What you are asked to do:
Your reply should contain only the line with "pub mod memory;" and the lines after it through the end of the data, each written out exactly.

Top of Records for this task

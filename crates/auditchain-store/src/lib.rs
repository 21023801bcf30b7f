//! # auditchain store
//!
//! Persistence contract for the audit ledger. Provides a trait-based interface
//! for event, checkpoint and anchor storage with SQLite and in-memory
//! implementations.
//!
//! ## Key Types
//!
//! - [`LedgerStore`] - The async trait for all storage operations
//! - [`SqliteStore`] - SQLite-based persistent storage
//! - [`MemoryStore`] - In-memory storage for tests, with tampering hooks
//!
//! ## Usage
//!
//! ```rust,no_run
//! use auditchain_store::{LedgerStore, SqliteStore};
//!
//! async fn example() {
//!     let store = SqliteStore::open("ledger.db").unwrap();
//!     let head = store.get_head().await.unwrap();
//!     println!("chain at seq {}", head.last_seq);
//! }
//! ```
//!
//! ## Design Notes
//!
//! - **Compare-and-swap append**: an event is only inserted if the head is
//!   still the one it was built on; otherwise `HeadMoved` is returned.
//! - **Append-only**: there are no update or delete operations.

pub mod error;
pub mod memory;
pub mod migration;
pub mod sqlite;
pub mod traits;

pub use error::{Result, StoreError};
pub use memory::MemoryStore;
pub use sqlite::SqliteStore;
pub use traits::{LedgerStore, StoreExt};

Bottom of Records for this task

Solution to the exercise:
pub mod memory;
pub mod migration;
pub mod sqlite;
pub mod traits;

pub use error::{Result, StoreError};
pub use memory::MemoryStore;
pub use sqlite::SqliteStore;
pub use traits::{LedgerStore, StoreExt};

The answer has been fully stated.